Director of the Main Intelligence Directorate of the General Staff
- In office May 1997 – 24 April 2009
- Preceded by: Fyodor Ladygin
- Succeeded by: Alexander Shlyakhturov

Personal details
- Born: January 4, 1946 (age 80) Tambov Oblast, Soviet Union
- Awards: Hero of the Russian Federation Order of the Red Star Order of Military Merit Order of Courage Order of Merit for the Fatherland

Military service
- Allegiance: Russia
- Branch/service: Armed Forces of the Russian Federation
- Years of service: 1969–2009
- Rank: Army General
- Commands: Main Intelligence Directorate
- Battles/wars: Cold War First Chechen War Second Chechen War Russo-Georgian War

= Valentin Korabelnikov =

Russian Army General

Army General Valentin Vladimirovich Korabelnikov (Note: Валентин Владимирович Корабельников) (born January 4, 1946) is a retired Russian military officer best known for being the longest serving director of the Main Intelligence Directorate (GRU) for nearly 12 years.

==Biography==
Korabelnikov attended the Minsk Higher Engineering Anti-Aircraft Rocket School of Air Defense, from which he graduated in 1969, and subsequently graduated from the M. V. Frunze Military Academy in 1974 and the General Staff Academy in 1988.

In May 1997, Korabelnikov was appointed Chief of the Main Intelligence Directorate (GRU) of the Russian General Staff, Russia's largest intelligence agency.

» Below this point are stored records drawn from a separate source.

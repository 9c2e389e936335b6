//! Resolutores PubChem.
//!
//! - `PubChemIdentifierResolver`: página de búsqueda por término (CAS) ->
//!   CID leído del meta `og:url`.
//! - `PubChemNotationResolver`: documento PUG-View del CID -> SMILES
//!   canónico.
//!
//! Política común de status HTTP: 2xx => extracción; 404 => `None`; otro
//! status o fallo de transporte => `PipelineError::LookupTransport` (fatal).

use chem_core::{IdentifierResolver, NotationResolver, PipelineError};
use chem_domain::RegistryNumber;
use log::{debug, info, warn};

use crate::config::ProviderConfig;
use crate::error::ProviderError;
use crate::extract::{Extractor, FirstMatch, MarkerSpec, StructuredSmiles};
use crate::template::render;
use crate::transport::HttpTransport;

/// GET + interpretación del status. `Ok(None)` para 404.
fn fetch_body<T: HttpTransport>(transport: &T, url: &str) -> Result<Option<String>, ProviderError> {
    let resp = transport.get(url)?;
    if resp.is_success() {
        Ok(Some(resp.body))
    } else if resp.status == 404 {
        debug!("fetch:not found url={url}");
        Ok(None)
    } else {
        Err(ProviderError::Status { url: url.to_string(),
                                    status: resp.status })
    }
}

pub struct PubChemIdentifierResolver<T: HttpTransport> {
    transport: T,
    url_template: String,
    extractor: Box<dyn Extractor>,
}

impl<T: HttpTransport> PubChemIdentifierResolver<T> {
    pub fn new(transport: T, config: &ProviderConfig) -> Self {
        PubChemIdentifierResolver { transport,
                                    url_template: config.search_url_template.clone(),
                                    extractor: Box::new(MarkerSpec::og_url_compound()) }
    }

    /// Reemplaza la estrategia de extracción.
    pub fn with_extractor(mut self, extractor: impl Extractor + 'static) -> Self {
        self.extractor = Box::new(extractor);
        self
    }
}

impl<T: HttpTransport> IdentifierResolver for PubChemIdentifierResolver<T> {
    fn resolve_identifier(&self, registry_number: &str) -> Result<Option<String>, PipelineError> {
        let Some(registry) = RegistryNumber::parse(registry_number) else {
            debug!("identifier:skip empty registry number");
            return Ok(None);
        };
        if !registry.is_valid_cas() {
            warn!("identifier:registry {registry} is not a valid CAS number; looking it up anyway");
        }
        let url = render(&self.url_template, "registry", registry.as_str());
        let Some(body) = fetch_body(&self.transport, &url)? else {
            return Ok(None);
        };
        let cid = self.extractor.extract(&body);
        match cid {
            Some(cid) if cid.chars().all(|c| c.is_ascii_digit()) => {
                info!("identifier:resolved registry={registry} cid={cid}");
                Ok(Some(cid))
            }
            Some(other) => {
                warn!("identifier:ignoring non-numeric compound id {other:?} for registry={registry}");
                Ok(None)
            }
            None => Ok(None),
        }
    }
}

pub struct PubChemNotationResolver<T: HttpTransport> {
    transport: T,
    url_template: String,
    extractor: Box<dyn Extractor>,
}

impl<T: HttpTransport> PubChemNotationResolver<T> {
    /// Extracción por marcador con parseo estructurado como respaldo.
    pub fn new(transport: T, config: &ProviderConfig) -> Self {
        let chain = FirstMatch(vec![Box::new(MarkerSpec::canonical_smiles()) as Box<dyn Extractor>,
                                    Box::new(StructuredSmiles::default())]);
        PubChemNotationResolver { transport,
                                  url_template: config.compound_url_template.clone(),
                                  extractor: Box::new(chain) }
    }

    pub fn with_extractor(mut self, extractor: impl Extractor + 'static) -> Self {
        self.extractor = Box::new(extractor);
        self
    }
}

impl<T: HttpTransport> NotationResolver for PubChemNotationResolver<T> {
    fn resolve_notation(&self, external_compound_id: &str) -> Result<Option<String>, PipelineError> {
        let cid = external_compound_id.trim();
        if cid.is_empty() {
            return Ok(None);
        }
        let url = render(&self.url_template, "cid", cid);
        let Some(body) = fetch_body(&self.transport, &url)? else {
            return Ok(None);
        };
        let smiles = self.extractor.extract(&body);
        match &smiles {
            Some(s) => info!("notation:resolved cid={cid} smiles={s}"),
            None => info!("notation:not found cid={cid}"),
        }
        Ok(smiles)
    }
}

Korabelnikov worked his way up the GRU hierarchy for 20 years before becoming the Intelligence Directorate's head. Korabelnikov spent time alongside Spetsnaz brigades in Chechnya, while he was reportedly responsible for the operation which resulted in the elimination of Chechen President Dzhokhar Dudayev in 1996. Korabelnikov often involved himself personally in operational work, and was reportedly wounded by Chechen fighters.

In July 1999, Korabelnikov received an official acknowledgment from president Boris Yeltsin for his "significant contribution to the settlement of the Kosovo Conflict". He was a member of Russian delegation, led by Prime Minister Yevgeny Primakov that met with Slobodan Milosevic during the NATO bombing of Yugoslavia.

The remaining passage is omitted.